The answer is, of course, ‘a lot’. One would, for example, have to ignore, explain away or present as lies many of the revelations set out in the three books under review. Taken together, they allow us to chart in terrible and meticulous detail the catastrophe that befell the Jews between 1933 and 1945. Needless to say, it’s a harrowing journey but one the world must continue to make if those other journeys – those real journeys from towns and cities all over Europe – are never again to be undertaken.
Ruth Maier made her journey in 1942 and did not live to tell the tale. She is one of what has been called the ‘absolute victims’ of the Holocaust and as such her story has a special resonance, a resonance that Ruth Maier’s Diary, sensitively and thoughtfully edited as it is, manages to amplify. Maier has been described as ‘Norway’s Anne Frank’ but such a comparison is inappropriate, not because either girl suffers by it but because it robs both of their individuality, and individuality, even more than human evil, is what these diaries exist to affirm. When Stalin said one death is a tragedy but a million deaths is merely a statistic, he was voicing a subjective truth at the expense of an objective one. The objective truth is that a million deaths are, at least, a million tragedies. Documents such as Ruth Maier’s diaries serve to remind the world of this fact, while underlining the lethal cynicism at the dark heart of Stalin’s dictum. When Uncle Joe said a million deaths, what he really meant was a million murders.
Maier was born in Austria on 10 November 1920. Consequently, her eighteenth birthday coincided with Kristallnacht, when the persecution of German Jews, hitherto largely social and economic, erupted into open violence. Sensing the worst, Maier fled to Norway, where she stayed until 1942. In that year she was arrested and deported to Poland. She died in Auschwitz on 1 December 1942. She was twenty-two.
‘Make yourself small’ was the advice often given by Jews to Jews in these terrible years. It’s the advice Maier herself gave to her sister, Judith. But if one thing emerges from the eight books of diaries and fifty or so letters collected in this volume, it’s that her own character precluded any such strategy. ‘I think I’m obsessed by greatness’, she wrote in 1934 (she was thirteen years old). Reading Maier, one has the sense of a great creative energy looking for something on which to alight. Sometimes it was politics that fed her hunger. More often it was love and sex. Possessed of an omnivorous sexuality (‘I’m hypnotised by anything in trousers’), Maier was rarely out of love, and never out of lust, with someone. Her father, Ludwig, died when she was twelve and the older men to whom she was drawn were clearly substitute father figures as well as objects of sexual desire.
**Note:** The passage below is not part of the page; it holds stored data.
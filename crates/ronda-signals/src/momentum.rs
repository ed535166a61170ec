//! Trailing-return momentum.
//!
//! For holding month `M` the score is
//! `signal_close(M - skip) / signal_close(M - skip - lookback) - 1`.
//! With the defaults (lookback 12, skip 1) this is the classic 12–1 signal:
//! the return from month `M-13` to `M-1`, ignoring the most recent month to
//! sidestep short-term reversal.

use crate::error::{Result, SignalError};
use crate::signal::{CrossSectionalSignal, MonthlySignal};
use ronda_data::PricePanel;
use serde::{Deserialize, Serialize};
use std::collections::BTreeSet;
use tracing::debug;

/// Configuration for [`MomentumSignal`].
#[derive(Debug, Clone, Copy, PartialEq, Eq, Serialize, Deserialize)]
#[serde(default)]
pub struct MomentumConfig {
    /// Formation window in months (default: 12)
    pub lookback: usize,
    /// Most recent months excluded from the window (default: 1)
    pub skip: usize,
}

impl Default for MomentumConfig {
    fn default() -> Self {
        Self {
            lookback: 12,
            skip: 1,
        }
    }
}

impl MomentumConfig {
    /// Check that the window is non-empty and excludes the holding month.
    pub fn validate(&self) -> Result<()> {
        if self.lookback == 0 {
            return Err(SignalError::InvalidConfig(
                "lookback must be at least one month".to_string(),
            ));
        }
        if self.skip == 0 {
            return Err(SignalError::InvalidConfig(
                "skip must be at least one month; the holding month's price is not known at formation"
                    .to_string(),
            ));
        }
        Ok(())
    }
}

/// Trailing-return momentum signal.
#[derive(Debug, Clone)]
pub struct MomentumSignal {
    config: MomentumConfig,
    name: String,
}

impl MomentumSignal {
    /// Create a signal from a validated configuration.
    pub fn new(config: MomentumConfig) -> Result<Self> {
        config.validate()?;
        Ok(Self {
            name: format!("momentum_{}_{}", config.lookback, config.skip),
            config,
        })
    }

    /// The configuration in use.
    pub const fn config(&self) -> &MomentumConfig {
        &self.config
    }
}

impl Default for MomentumSignal {
    fn default() -> Self {
        let config = MomentumConfig::default();
        Self {
            name: format!("momentum_{}_{}", config.lookback, config.skip),
            config,
        }
    }
}

impl CrossSectionalSignal for MomentumSignal {
    fn name(&self) -> &str {
        &self.name
    }

    fn min_history(&self) -> usize {
        self.config.lookback + self.config.skip
    }

    fn score_month(
        &self,
        panel: &PricePanel,
        eligible: &BTreeSet<String>,
        month_idx: usize,
    ) -> Result<Vec<MonthlySignal>> {
        let months = panel.n_months();
        if month_idx >= months {
            return Err(SignalError::MonthOutOfRange {
                index: month_idx,
                months,
            });
        }
        let as_of_month = panel.months()[month_idx];
        let Some(start_idx) = month_idx.checked_sub(self.min_history()) else {
            return Ok(Vec::new());
        };
        let end_idx = month_idx - self.config.skip;
        let prices = panel.signal_close();

        let signals: Vec<MonthlySignal> = eligible
            .iter()
            .filter_map(|ticker| {
                let j = panel.ticker_index(ticker)?;
                let (start, end) = (prices[[start_idx, j]], prices[[end_idx, j]]);
                (start.is_finite() && end.is_finite()).then(|| MonthlySignal {
                    ticker: ticker.clone(),
                    as_of_month,
                    trailing_return: end / start - 1.0,
                })
            })
            .collect();

        debug!(
            signal = %self.name,
            month = %as_of_month,
            eligible = eligible.len(),
            scored = signals.len(),
            "scored month"
        );
        Ok(signals)
    }
}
It is, however, to Gunvor Hofmo, the great Norwegian modernist poet, that Maier was most profoundly committed. They met in the women’s labour service in Norway in 1940 and the diaries leave little doubt in my mind that the ensuing relationship was a sexual one.
Maier was a gifted writer, and while it feels a little inappropriate to assess the diaries in literary terms, her writing was so fundamental to her character that not to mention their literary quality would be to radically misrepresent them. Just how accomplished a writer she was is very easy to demonstrate. For example, at one point she writes: ‘There’s no more touching or tragic sight than that of a ski descending a slope. All on its own.’ That second sentence – which isn’t strictly a sentence – is a little stroke of genius. And what kind of literary instinct is it that compares the sound of machine gun fire to sand being thrown against a window even as those guns draw nearer? The answer, I think, is a very great one, and we can add to the list of Nazi crimes the fact that they deprived us of it.
That other great diarist Victor Klemperer described the Jews as ‘a seismic people’: they feel the tremors of future catastrophes. In the 1930s and 1940s, the Jews stood at the epicentre of a human earthquake of unimaginable proportions. That Maier was able to register this event in so assured and intelligent a manner – her pen, I imagine, scratching frantically like the needle on a seismometer – makes this an indispensable document. Interestingly, as the diaries proceed it becomes increasingly difficult to distinguish their tone from that of the letters. No doubt this has to do with the fact that the diaries too became a letter – a letter to posterity. And not just a letter, but a warning as well. ‘Skal ikke brennes!’ she wrote on the front of the diary commencing 1940. ‘Skal ikke brennes!’: ‘Do not burn!’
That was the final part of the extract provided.